## WORK TASK
Among the records below, the line containing "#[derive(Debug)]" marks the start. Output it and all lines after it exactly.

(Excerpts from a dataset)
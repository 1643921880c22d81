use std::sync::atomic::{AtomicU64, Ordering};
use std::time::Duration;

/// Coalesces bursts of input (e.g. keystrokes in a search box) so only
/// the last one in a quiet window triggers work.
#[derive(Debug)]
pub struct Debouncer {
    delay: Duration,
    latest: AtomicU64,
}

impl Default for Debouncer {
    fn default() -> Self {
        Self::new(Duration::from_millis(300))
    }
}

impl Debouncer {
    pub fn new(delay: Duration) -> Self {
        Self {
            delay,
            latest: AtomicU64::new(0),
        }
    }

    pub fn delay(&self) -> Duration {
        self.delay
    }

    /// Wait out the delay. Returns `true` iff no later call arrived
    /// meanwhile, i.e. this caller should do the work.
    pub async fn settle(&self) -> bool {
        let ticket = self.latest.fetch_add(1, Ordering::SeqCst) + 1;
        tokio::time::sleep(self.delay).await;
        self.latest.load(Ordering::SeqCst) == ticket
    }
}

## COMPLETED EXERCISE
#[derive(Debug)]
pub struct Debouncer {
    delay: Duration,
    latest: AtomicU64,
}

impl Default for Debouncer {
    fn default() -> Self {
        Self::new(Duration::from_millis(300))
    }
}

impl Debouncer {
    pub fn new(delay: Duration) -> Self {
        Self {
            delay,
            latest: AtomicU64::new(0),
        }
    }

    pub fn delay(&self) -> Duration {
        self.delay
    }

    /// Wait out the delay. Returns `true` iff no later call arrived
    /// meanwhile, i.e. this caller should do the work.
    pub async fn settle(&self) -> bool {
        let ticket = self.latest.fetch_add(1, Ordering::SeqCst) + 1;
        tokio::time::sleep(self.delay).await;
        self.latest.load(Ordering::SeqCst) == ticket
    }
}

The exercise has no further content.